We can see that motion can greatly improve the results in occlusion, cluttered background, and the motion blur situation.
A very similar work also use optical flow to track human pose in videos. This work has published in this years ICCV. It first use a CNN to predict heatmaps for each body parts for each frame, then for the t’th frame, it computes the optical flow of t-n to t+n frame with respect to the t-th frame. The heatmaps are then warped to the t-th frame according to the optical flow. Finally, the authors use a 1by 1 convolutional layer to combine all the heat maps together.
Here is an illustration of the network producing part heat maps. The authors discussed why….
Finally. I wanna give brief introduction of my ongoing project. As we have discussed before, most of the pose estimation frameworks are not end-to-end. They often learn pose features first, and then fixed the feature to optimize a relationship model.

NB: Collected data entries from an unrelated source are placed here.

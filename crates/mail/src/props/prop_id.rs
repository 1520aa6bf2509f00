//! ## Well-Known Property Ids
//!
//! The 16-bit `wPropId` half of a property tag for every property the
//! messaging layers read. Names follow [MS-OXPROPS].

pub const PID_TAG_NAMEID_STREAM_GUID: u16 = 0x0002;
pub const PID_TAG_NAMEID_STREAM_ENTRY: u16 = 0x0003;
pub const PID_TAG_NAMEID_STREAM_STRING: u16 = 0x0004;

pub const PID_TAG_MESSAGE_CLASS: u16 = 0x001A;
pub const PID_TAG_SUBJECT: u16 = 0x0037;
pub const PID_TAG_CLIENT_SUBMIT_TIME: u16 = 0x0039;
pub const PID_TAG_SENT_REPRESENTING_NAME: u16 = 0x0042;
pub const PID_TAG_TRANSPORT_MESSAGE_HEADERS: u16 = 0x007D;

pub const PID_TAG_RECIPIENT_TYPE: u16 = 0x0C15;
pub const PID_TAG_SENDER_NAME: u16 = 0x0C1A;

pub const PID_TAG_DISPLAY_TO: u16 = 0x0E04;
pub const PID_TAG_MESSAGE_DELIVERY_TIME: u16 = 0x0E06;
pub const PID_TAG_MESSAGE_FLAGS: u16 = 0x0E07;
pub const PID_TAG_MESSAGE_SIZE: u16 = 0x0E08;
pub const PID_TAG_MESSAGE_STATUS: u16 = 0x0E17;
pub const PID_TAG_ATTACHMENT_SIZE: u16 = 0x0E20;

pub const PID_TAG_RECORD_KEY: u16 = 0x0FF9;
pub const PID_TAG_OBJECT_TYPE: u16 = 0x0FFE;
pub const PID_TAG_ENTRY_ID: u16 = 0x0FFF;

pub const PID_TAG_BODY: u16 = 0x1000;

pub const PID_TAG_DISPLAY_NAME: u16 = 0x3001;
pub const PID_TAG_ADDRESS_TYPE: u16 = 0x3002;
pub const PID_TAG_EMAIL_ADDRESS: u16 = 0x3003;

pub const PID_TAG_IPM_SUB_TREE_ENTRY_ID: u16 = 0x35E0;
pub const PID_TAG_IPM_WASTEBASKET_ENTRY_ID: u16 = 0x35E3;
pub const PID_TAG_FINDER_ENTRY_ID: u16 = 0x35E7;

pub const PID_TAG_CONTENT_COUNT: u16 = 0x3602;
pub const PID_TAG_SUBFOLDERS: u16 = 0x360A;
pub const PID_TAG_CONTAINER_CLASS: u16 = 0x3613;

pub const PID_TAG_ATTACH_DATA_BINARY: u16 = 0x3701;
pub const PID_TAG_ATTACH_EXTENSION: u16 = 0x3703;
pub const PID_TAG_ATTACH_FILENAME: u16 = 0x3704;
pub const PID_TAG_ATTACH_METHOD: u16 = 0x3705;
pub const PID_TAG_ATTACH_LONG_FILENAME: u16 = 0x3707;
pub const PID_TAG_ATTACH_MIME_TAG: u16 = 0x370E;

pub const PID_TAG_DISPLAY_TYPE: u16 = 0x3900;

pub const PID_TAG_SENDER_SMTP_ADDRESS: u16 = 0x5D01;

pub const PID_TAG_PST_PASSWORD: u16 = 0x67FF;

/// Named property mapped by most senders to `x-originating-ip`.
pub const PID_TAG_X_ORIGINATING_IP: u16 = 0x8028;

/// `PidTagAttachDataObject` shares the tag id of `PidTagAttachDataBinary`
/// with the [`super::prop_type::PropertyType::Object`] type.
pub const PID_TAG_ATTACH_DATA_OBJECT: u16 = PID_TAG_ATTACH_DATA_BINARY;
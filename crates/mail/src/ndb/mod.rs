//! ## [Node Database (NDB) Layer](https://learn.microsoft.com/en-us/openspecs/office_file_formats/ms-pst/e4efaad0-1876-446e-9d34-bb921588f924)
//!
//! The bottom of the PST stack: the header, 512-byte B-tree pages, and
//! trailer-terminated blocks. [`NodeDatabase`] owns the reader for the life
//! of the session and exposes node/block lookup to the LTP layer above it.

use std::{
    collections::BTreeMap,
    io::{self, Read, Seek, SeekFrom},
    sync::Mutex,
};
use thiserror::Error;

use crate::ContainerReader;

pub mod block;
pub mod block_id;
pub mod header;
pub mod node_id;
pub mod page;

use block::*;
use block_id::*;
use header::*;
use node_id::*;
use page::*;

#[derive(Error, Debug)]
pub enum NdbError {
    #[error("I/O error: {0:?}")]
    Io(#[from] io::Error),
    #[error("Failed to lock file")]
    FailedToLockFile,
    #[error("Invalid PST magic")]
    InvalidMagic,
    #[error("Invalid PST wVer: {0}")]
    InvalidVersion(u16),
    #[error("Unsupported bCryptMethod: 0x{0:02X}")]
    UnsupportedCryptMethod(u8),
    #[error("Invalid NID nidType: 0x{0:02X}")]
    InvalidNodeIdType(u8),
    #[error("Invalid NID nidIndex: 0x{0:X}")]
    InvalidNodeIndex(u32),
    #[error("Invalid page ptype: 0x{0:02X}")]
    InvalidPageType(u8),
    #[error("Page ptype 0x{ptype:02X} does not match ptypeRepeat 0x{repeat:02X}")]
    PageTypeRepeatMismatch { ptype: u8, repeat: u8 },
    #[error("Unexpected page ptype: {expected:?} != {actual:?}")]
    UnexpectedPageType {
        expected: PageType,
        actual: PageType,
    },
    #[error("Invalid page size: 0x{0:X}")]
    InvalidPageSize(usize),
    #[error("Page CRC mismatch: stored 0x{stored:08X}, computed 0x{computed:08X}")]
    PageCrcMismatch { stored: u32, computed: u32 },
    #[error("Duplicate NBT leaf key: {0:?}")]
    DuplicateNodeEntry(NodeId),
    #[error("Duplicate BBT leaf key: 0x{0:X}")]
    DuplicateBlockEntry(u64),
    #[error("Node not found: {0:?}")]
    NodeNotFound(NodeId),
    #[error("Block not found in BBT: 0x{0:X}")]
    BlockNotFound(u64),
    #[error("Block bid 0x{actual:X} does not match BBT bid 0x{expected:X}")]
    BlockIdMismatch { expected: u64, actual: u64 },
    #[error("BBT entry cb 0x{expected:X} does not match block trailer cb 0x{actual:X}")]
    BlockSizeMismatch { expected: u16, actual: u16 },
    #[error("Block CRC mismatch: stored 0x{stored:08X}, computed 0x{computed:08X}")]
    BlockCrcMismatch { stored: u32, computed: u32 },
    #[error("Invalid block btype: 0x{0:02X}")]
    InvalidBlockType(u8),
    #[error("Block storage too small: 0x{0:X} bytes")]
    TruncatedBlock(usize),
    #[error("Block entries overflow cb: 0x{0:X}")]
    BlockEntriesOverflow(usize),
    #[error("Invalid block cLevel: 0x{0:02X} for btype 0x{1:02X}")]
    InvalidBlockLevel(u8, u8),
    #[error("Expected a data block: 0x{0:X}")]
    NotADataBlock(u64),
    #[error("Expected an XBLOCK: 0x{0:X}")]
    NotAnExtendedBlock(u64),
    #[error("Expected a SLBLOCK or SIBLOCK: 0x{0:X}")]
    NotASubNodeBlock(u64),
    #[error("Duplicate sub-node entry: {0:?}")]
    DuplicateSubNodeEntry(NodeId),
}

pub type NdbResult<T> = Result<T, NdbError>;

/// The open PST database: header plus the eagerly collected NBT/BBT leaf
/// maps. Block payloads are fetched and decoded on demand.
pub struct NodeDatabase {
    reader: Mutex<Box<dyn ContainerReader>>,
    header: Header,
    node_entries: BTreeMap<u32, NodeBTreeEntry>,
    block_entries: BTreeMap<u64, BlockBTreeEntry>,
    verify_crc: bool,
}

impl NodeDatabase {
    pub fn read(
        reader: Box<dyn ContainerReader>,
        header: Header,
        verify_crc: bool,
    ) -> NdbResult<Self> {
        let mut database = Self {
            reader: Mutex::new(reader),
            header,
            node_entries: BTreeMap::new(),
            block_entries: BTreeMap::new(),
            verify_crc,
        };

        {
            let mut reader = database.reader.lock().map_err(|_| NdbError::FailedToLockFile)?;
            let reader = &mut **reader;

            let node_root = database.header.root().node_btree().index();
            let mut node_entries = BTreeMap::new();
            Self::collect_leaf_entries(
                reader,
                &database.header,
                database.verify_crc,
                PageType::NodeBTree,
                node_root,
                &mut node_entries,
                &mut BTreeMap::new(),
            )?;

            let block_root = database.header.root().block_btree().index();
            let mut block_entries = BTreeMap::new();
            Self::collect_leaf_entries(
                reader,
                &database.header,
                database.verify_crc,
                PageType::BlockBTree,
                block_root,
                &mut BTreeMap::new(),
                &mut block_entries,
            )?;

            database.node_entries = node_entries;
            database.block_entries = block_entries;
        }

        Ok(database)
    }

    pub fn header(&self) -> &Header {
        &self.header
    }

    pub fn node_entries(&self) -> &BTreeMap<u32, NodeBTreeEntry> {
        &self.node_entries
    }

    pub fn block_entries(&self) -> &BTreeMap<u64, BlockBTreeEntry> {
        &self.block_entries
    }

    pub fn lookup_node(&self, node: NodeId) -> NdbResult<&NodeBTreeEntry> {
        self.node_entries
            .get(&u32::from(node))
            .ok_or(NdbError::NodeNotFound(node))
    }

    /// Recursive descent over a root B-tree: intermediate `BTENTRY` pages
    /// recurse into their child page, leaf pages land in the maps with
    /// duplicate keys fatal.
    #[allow(clippy::too_many_arguments)]
    fn collect_leaf_entries<R: Read + Seek + ?Sized>(
        reader: &mut R,
        header: &Header,
        verify_crc: bool,
        expected: PageType,
        page_offset: u64,
        node_entries: &mut BTreeMap<u32, NodeBTreeEntry>,
        block_entries: &mut BTreeMap<u64, BlockBTreeEntry>,
    ) -> NdbResult<()> {
        let page = Self::fetch_page_at(reader, header, verify_crc, expected, page_offset)?;

        match page.entries() {
            PageEntries::Intermediate(entries) => {
                for entry in entries {
                    Self::collect_leaf_entries(
                        reader,
                        header,
                        verify_crc,
                        expected,
                        entry.block().index(),
                        node_entries,
                        block_entries,
                    )?;
                }
            }
            PageEntries::Node(entries) => {
                for entry in entries {
                    let key = u32::from(entry.node());
                    if node_entries.insert(key, *entry).is_some() {
                        return Err(NdbError::DuplicateNodeEntry(entry.node()));
                    }
                }
            }
            PageEntries::Block(entries) => {
                for entry in entries {
                    let key = entry.block().block().raw();
                    if block_entries.insert(key, *entry).is_some() {
                        return Err(NdbError::DuplicateBlockEntry(key));
                    }
                }
            }
        }

        Ok(())
    }

    fn fetch_page_at<R: Read + Seek + ?Sized>(
        reader: &mut R,
        header: &Header,
        verify_crc: bool,
        expected: PageType,
        offset: u64,
    ) -> NdbResult<BTreePage> {
        reader.seek(SeekFrom::Start(offset))?;
        let mut buffer = [0_u8; PAGE_SIZE];
        reader.read_exact(&mut buffer)?;
        BTreePage::parse(&buffer, expected, header.version(), verify_crc)
    }

    /// Look up a BID in the BBT and fetch the block it references, validating
    /// the trailer against the BBT entry.
    pub fn fetch_block(&self, block: BlockId) -> NdbResult<Block> {
        let entry = self
            .block_entries
            .get(&block.raw())
            .ok_or(NdbError::BlockNotFound(block.raw()))?;

        let data_size = usize::from(entry.size());
        let storage_size = block_storage_size(data_size, self.header.version());

        let mut buffer = vec![0_u8; storage_size];
        {
            let mut reader = self.reader.lock().map_err(|_| NdbError::FailedToLockFile)?;
            let reader = &mut **reader;
            reader.seek(SeekFrom::Start(entry.block().index()))?;
            reader.read_exact(&mut buffer)?;
        }

        Block::parse(
            &buffer,
            data_size,
            block,
            self.header.version(),
            self.header.crypt_method(),
            self.verify_crc,
        )
    }

    /// Concatenate the data-block payloads reached from `block`, unwrapping
    /// one or two levels of XBLOCK/XXBLOCK indirection.
    pub fn fetch_all_block_data(&self, block: BlockId) -> NdbResult<Vec<Vec<u8>>> {
        let mut sections = Vec::new();
        match self.fetch_block(block)? {
            Block::Data(data) => sections.push(data),
            Block::Extended(extended) => match extended.level() {
                ExtendedBlockLevel::External => {
                    for &data_block in extended.blocks() {
                        match self.fetch_block(data_block)? {
                            Block::Data(data) => sections.push(data),
                            _ => return Err(NdbError::NotADataBlock(data_block.raw())),
                        }
                    }
                }
                ExtendedBlockLevel::DoublyExtended => {
                    for &extended_block in extended.blocks() {
                        match self.fetch_block(extended_block)? {
                            Block::Extended(inner)
                                if inner.level() == ExtendedBlockLevel::External =>
                            {
                                sections.append(&mut self.fetch_all_block_data(extended_block)?);
                            }
                            _ => return Err(NdbError::NotAnExtendedBlock(extended_block.raw())),
                        }
                    }
                }
            },
            _ => return Err(NdbError::NotADataBlock(block.raw())),
        }
        Ok(sections)
    }

    /// Merge the SLBLOCK leaves reached from `block` (recursing through
    /// SIBLOCK intermediates) into a `nid -> entry` map.
    pub fn fetch_sub_nodes(&self, block: BlockId) -> NdbResult<BTreeMap<u32, SubNodeLeafEntry>> {
        let mut sub_nodes = BTreeMap::new();
        self.fetch_sub_nodes_into(block, &mut sub_nodes)?;
        Ok(sub_nodes)
    }

    fn fetch_sub_nodes_into(
        &self,
        block: BlockId,
        sub_nodes: &mut BTreeMap<u32, SubNodeLeafEntry>,
    ) -> NdbResult<()> {
        match self.fetch_block(block)? {
            Block::SubNodeLeaf(entries) => {
                for entry in entries {
                    let key = u32::from(entry.node());
                    if sub_nodes.insert(key, entry).is_some() {
                        return Err(NdbError::DuplicateSubNodeEntry(entry.node()));
                    }
                }
            }
            Block::SubNodeIntermediate(entries) => {
                for entry in entries {
                    self.fetch_sub_nodes_into(entry.block(), sub_nodes)?;
                }
            }
            _ => return Err(NdbError::NotASubNodeBlock(block.raw())),
        }
        Ok(())
    }
}
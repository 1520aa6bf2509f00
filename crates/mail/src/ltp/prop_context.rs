//! ## [PC (Property Context)](https://learn.microsoft.com/en-us/openspecs/office_file_formats/ms-pst/294c83c6-ff92-42f5-b6b6-876c29fa9737)

use byteorder::{ByteOrder, LittleEndian};
use std::collections::BTreeMap;

use super::{heap::*, tree, LtpError, LtpResult};
use crate::{
    ndb::{block::SubNodeLeafEntry, node_id::*, NodeDatabase},
    props::{
        prop_id::*,
        prop_type::PropertyType,
        value::{EntryId, PropertyValue},
    },
};

/// The property-id keyed record set of one node: a BTH with `cbKey = 2` and
/// `cbEnt = 6`, fully decoded at read time so no heap pages are retained
/// beyond the context itself.
pub struct PropertyContext {
    heap: HeapNode,
    properties: BTreeMap<u16, PropertyValue>,
}

impl PropertyContext {
    pub fn read_node(database: &NodeDatabase, node: NodeId) -> LtpResult<Self> {
        let entry = *database.lookup_node(node)?;
        Self::read(database, HeapNode::read_node(database, &entry)?)
    }

    pub fn read_sub_node(database: &NodeDatabase, entry: &SubNodeLeafEntry) -> LtpResult<Self> {
        Self::read(database, HeapNode::read_sub_node(database, entry)?)
    }

    fn read(database: &NodeDatabase, heap: HeapNode) -> LtpResult<Self> {
        if heap.client_type() != HeapClientType::Properties {
            return Err(LtpError::NotAPropertyContext(heap.client_type()));
        }

        let header = tree::HeapTreeHeader::read(&heap, heap.user_root())?;
        if header.key_size() != 2 || header.entry_size() != 6 {
            return Err(LtpError::InvalidHeapTreeRecordSize(
                header.key_size() as u8,
                header.entry_size() as u8,
            ));
        }

        let mut properties = BTreeMap::new();
        for record in tree::read_records(&heap, &header)? {
            let prop_id = LittleEndian::read_u16(record.key());
            let type_bits = LittleEndian::read_u16(&record.data()[..2]);
            let mut value_bytes = [0_u8; 4];
            value_bytes.copy_from_slice(&record.data()[2..6]);

            let value = Self::resolve_value(database, &heap, type_bits, value_bytes)?;
            let value = retype_entry_id(prop_id, value);
            if properties.insert(prop_id, value).is_some() {
                return Err(LtpError::DuplicatePropertyId(prop_id));
            }
        }

        Ok(Self { heap, properties })
    }

    /// `dwValueHnid` resolution: fixed values of 4 bytes or fewer are the
    /// record bytes themselves; wider fixed values live behind an HID;
    /// variable and multi values live behind an HID or, when the NID type of
    /// the 4 bytes is not `NID_TYPE_HID`, behind a sub-node of this heap.
    fn resolve_value(
        database: &NodeDatabase,
        heap: &HeapNode,
        type_bits: u16,
        value_bytes: [u8; 4],
    ) -> LtpResult<PropertyValue> {
        let Some(prop_type) = PropertyType::from_bits(type_bits) else {
            return Ok(PropertyValue::Unspecified(value_bytes.to_vec()));
        };

        let raw = LittleEndian::read_u32(&value_bytes);
        let descriptor = prop_type.descriptor();

        if descriptor.is_fixed() {
            if descriptor.byte_count <= 4 {
                return Ok(PropertyValue::decode(
                    prop_type,
                    &value_bytes[..descriptor.byte_count],
                )?);
            }
            let payload = heap.find_entry(HeapId::from(raw))?;
            return Ok(PropertyValue::decode(prop_type, payload)?);
        }

        let heap_id = HeapId::from(raw);
        if heap_id.id_type() == NodeIdType::HeapNode as u8 {
            if heap_id.is_empty() {
                return Ok(PropertyValue::decode(prop_type, &[])?);
            }
            let payload = heap.find_entry(heap_id)?;
            return Ok(PropertyValue::decode(prop_type, payload)?);
        }

        let entry = heap.sub_node(NodeId::from(raw))?;
        let payload = database.fetch_all_block_data(entry.data())?.concat();
        Ok(PropertyValue::decode(prop_type, &payload)?)
    }

    pub fn get(&self, prop_id: u16) -> Option<&PropertyValue> {
        self.properties.get(&prop_id)
    }

    pub fn properties(&self) -> impl Iterator<Item = (&u16, &PropertyValue)> {
        self.properties.iter()
    }

    pub fn len(&self) -> usize {
        self.properties.len()
    }

    pub fn is_empty(&self) -> bool {
        self.properties.is_empty()
    }

    /// The backing heap, still carrying the node's sub-node map; the
    /// messaging layer walks it for attachment and recipient tables.
    pub fn heap(&self) -> &HeapNode {
        &self.heap
    }
}

/// The well-known EntryID-bearing properties surface as
/// [`PropertyValue::EntryId`] instead of raw binary.
fn retype_entry_id(prop_id: u16, value: PropertyValue) -> PropertyValue {
    match prop_id {
        PID_TAG_ENTRY_ID
        | PID_TAG_FINDER_ENTRY_ID
        | PID_TAG_IPM_SUB_TREE_ENTRY_ID
        | PID_TAG_IPM_WASTEBASKET_ENTRY_ID => match &value {
            PropertyValue::Binary(payload) => match EntryId::parse(payload) {
                Ok(entry_id) => PropertyValue::EntryId(entry_id),
                Err(_) => value,
            },
            _ => value,
        },
        _ => value,
    }
}

#[cfg(test)]
mod tests {
    use super::*;

    #[test]
    fn test_retype_entry_id() {
        let mut payload = vec![0_u8; 24];
        payload[20..].copy_from_slice(&0x122_u32.to_le_bytes());

        let value = retype_entry_id(
            PID_TAG_IPM_SUB_TREE_ENTRY_ID,
            PropertyValue::Binary(payload.clone()),
        );
        let PropertyValue::EntryId(entry_id) = value else {
            panic!("expected an EntryId");
        };
        assert_eq!(entry_id.node(), 0x122);

        // other properties keep their binary shape
        let value = retype_entry_id(PID_TAG_RECORD_KEY, PropertyValue::Binary(payload));
        assert!(matches!(value, PropertyValue::Binary(_)));

        // malformed payloads stay binary
        let value = retype_entry_id(PID_TAG_ENTRY_ID, PropertyValue::Binary(vec![0; 8]));
        assert!(matches!(value, PropertyValue::Binary(_)));
    }
}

In my work, I design an end-to-end pose estimation framework. It can be viewed as the feature extraction part plus a deformable part model. However, we plug the deformable part model into the network. And the parameter of both parts can be learned jointly.
Here is an illustration of the deformable part model. Since the relation graphs of human pose are often in tree structure. We can use message passing method for efficient inference. This is very similar to traditional recurrent neural network. Here each time step denote a part. The message is passed from the leaves to the root. The deformation weights are shared across different parts. To learn the parameters, we can use backpropagation to learn the deformation weights and the weights of convolution layer and fully connected layers jointly.
Preliminary experiments shows that the proposed method out performs most of the traditional approaches. However, it still not better can recent deep learning methods. In in the future, we plan to learn the pose relational graph from the dataset. Meanwhile, pose estimation may benefit from related tasks such as human detection and human segmentation.
Finally, we need to figure out how to combine global information into this framework.